MATLAB, frequency table with a class of interval of size 2

The following data display the number of errors per book for 20 publisher
2, 5, 2, 8, 2, 3, 5, 6, 1, 0, 2, 0, 1, 5, 0, 0, 4, 5, 1, 2
Now i want to compute a frequency table with a class of interval of size 2 and relative frequency by using MATLAB.
I can make a frequency table by the command tabulate(x) but do not finding any reference that clarify how to compute a frequency table with a class of interval of size 2.

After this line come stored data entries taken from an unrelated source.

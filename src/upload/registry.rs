use crate::logging::{lock_recover, warn_throttled};
use crate::upload::{UploadId, session::PeerUploadSession};
use std::collections::HashMap;
use std::sync::{Arc, Mutex, MutexGuard, Weak};
use std::time::{Duration, Instant};

/// Default age after which a session's last sample no longer counts as current speed.
pub const DEFAULT_STALL_AFTER: Duration = Duration::from_secs(5);

/// Live uploads, for aggregate outbound bandwidth.
///
/// Membership changes and the aggregate read are serialized on one lock. Sessions are held
/// weakly so a dropped session never keeps itself counted.
#[derive(Debug)]
pub struct UploadRegistry {
    sessions: Mutex<HashMap<UploadId, Weak<PeerUploadSession>>>,
    stall_after: Duration,
}

impl Default for UploadRegistry {
    fn default() -> Self {
        Self::new()
    }
}

impl UploadRegistry {
    pub fn new() -> Self {
        Self::with_stall_after(DEFAULT_STALL_AFTER)
    }

    pub fn with_stall_after(stall_after: Duration) -> Self {
        Self {
            sessions: Mutex::new(HashMap::new()),
            stall_after,
        }
    }

    pub fn stall_after(&self) -> Duration {
        self.stall_after
    }

    fn lock(&self) -> MutexGuard<'_, HashMap<UploadId, Weak<PeerUploadSession>>> {
        lock_recover(&self.sessions, "upload registry")
    }

    pub fn len(&self) -> usize {
        self.lock().len()
    }

    pub fn is_empty(&self) -> bool {
        self.len() == 0
    }

    pub fn sessions(&self) -> Vec<Arc<PeerUploadSession>> {
        self.lock().values().filter_map(Weak::upgrade).collect()
    }

    pub(crate) fn register(&self, session: &Arc<PeerUploadSession>) {
        self.lock().insert(session.id(), Arc::downgrade(session));
    }

    /// Run a session's terminal transition and drop its membership under the registry lock.
    pub(crate) fn finish_session(&self, id: UploadId, transition: impl FnOnce() -> bool) -> bool {
        let mut map = self.lock();
        let changed = transition();
        map.remove(&id);
        changed
    }

    pub(crate) fn forget(&self, id: UploadId) {
        self.lock().remove(&id);
    }

    /// Sum of current speeds over live uploads. Never fails: any problem reads as 0.
    pub fn total_bandwidth(&self) -> u64 {
        self.total_bandwidth_at(Instant::now())
    }

    pub fn total_bandwidth_at(&self, now: Instant) -> u64 {
        let (total, live) = {
            let map = match self.sessions.lock() {
                Ok(m) => m,
                Err(_) => {
                    if warn_throttled("upload_registry_poisoned", Duration::from_secs(60)) {
                        tracing::warn!("upload registry lock poisoned; reporting zero bandwidth");
                    }
                    return 0;
                }
            };
            let live: Vec<Arc<PeerUploadSession>> =
                map.values().filter_map(Weak::upgrade).collect();
            let total = live.iter().try_fold(0u64, |acc, s| {
                let inner = s.lock();
                acc.checked_add(s.speed_locked(&inner, now))
            });
            (total, live)
        };
        // Strong refs are released only after the lock so a final drop can unregister.
        drop(live);

        match total {
            Some(total) => total,
            None => {
                if warn_throttled("upload_bandwidth_overflow", Duration::from_secs(60)) {
                    tracing::warn!("aggregate upload bandwidth overflowed; reporting zero");
                }
                0
            }
        }
    }
}

#[cfg(test)]
mod tests {
    use super::*;
    use crate::download::types::ContentId;
    use crate::upload::FileDescriptor;
    use std::net::SocketAddr;

    fn start(registry: &Arc<UploadRegistry>) -> Arc<PeerUploadSession> {
        PeerUploadSession::start(
            registry,
            FileDescriptor {
                content_id: ContentId([1; 16]),
                size: u64::MAX,
                display_name: "f".to_string(),
            },
            SocketAddr::from(([127, 0, 0, 1], 4662)),
        )
    }

    #[test]
    fn empty_registry_reports_zero() {
        assert_eq!(UploadRegistry::new().total_bandwidth(), 0);
    }

    #[test]
    fn aggregate_sums_live_sessions() {
        let registry = Arc::new(UploadRegistry::new());
        let t0 = Instant::now();
        let t1 = t0 + Duration::from_secs(1);
        let sessions: Vec<_> = [1000u64, 2000, 3000]
            .into_iter()
            .map(|rate| {
                let s = start(&registry);
                s.add_bytes_sent_at(0, t0).expect("prime");
                s.add_bytes_sent_at(rate, t1).expect("sample");
                s
            })
            .collect();
        assert_eq!(registry.total_bandwidth_at(t1), 6000);

        sessions[0].complete();
        assert_eq!(registry.total_bandwidth_at(t1), 5000);

        // Stale samples stop counting.
        assert_eq!(registry.total_bandwidth_at(t1 + Duration::from_secs(60)), 0);
    }

    #[test]
    fn overflow_is_suppressed_to_zero() {
        let registry = Arc::new(UploadRegistry::new());
        let t0 = Instant::now();
        let t1 = t0 + Duration::from_millis(1000);
        let a = start(&registry);
        let b = start(&registry);
        for s in [&a, &b] {
            s.add_bytes_sent_at(0, t0).expect("prime");
            s.add_bytes_sent_at(u64::MAX / 2 + 1, t1).expect("huge");
        }
        // Each rate is over half of u64::MAX; together they overflow.
        assert_eq!(registry.total_bandwidth_at(t1), 0);
    }

    #[test]
    fn poisoned_registry_reports_zero() {
        let registry = Arc::new(UploadRegistry::new());
        let s = start(&registry);
        let r = registry.clone();
        let _ = std::thread::spawn(move || {
            let _guard = r.sessions.lock().expect("lock");
            panic!("poison the registry");
        })
        .join();
        assert_eq!(registry.total_bandwidth(), 0);

        // Membership keeps working on the recovered map.
        assert_eq!(registry.len(), 1);
        let t = start(&registry);
        assert_eq!(registry.sessions().len(), 2);
        t.remove();
        drop(s);
        assert!(registry.is_empty());
    }
}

You can use histc, which allows to specify the edges of the histogram bins. It doesn't compute relative frequencies or print a table though, you have to do this yourself:
% error data
e = [2, 5, 2, 8, 2, 3, 5, 6, 1, 0, 2, 0, 1, 5, 0, 0, 4, 5, 1, 2];
% bin edges
be = 0 :2: ceil(max(e) / 2) * 2;
% absolute frequencies
af = histc(e, be);
% relative frequencies
rf = af / sum(af);
% print table
fprintf(' Value Count Percent\n')
fprintf(' %d-%d\t %d\t %5.2f%%\n', [be; be + 1; af; rf * 100])
The result is:
Value Count Percent
0-1 7 35.00%
2-3 6 30.00%
4-5 5 25.00%
6-7 1 5.00%
8-9 1 5.00%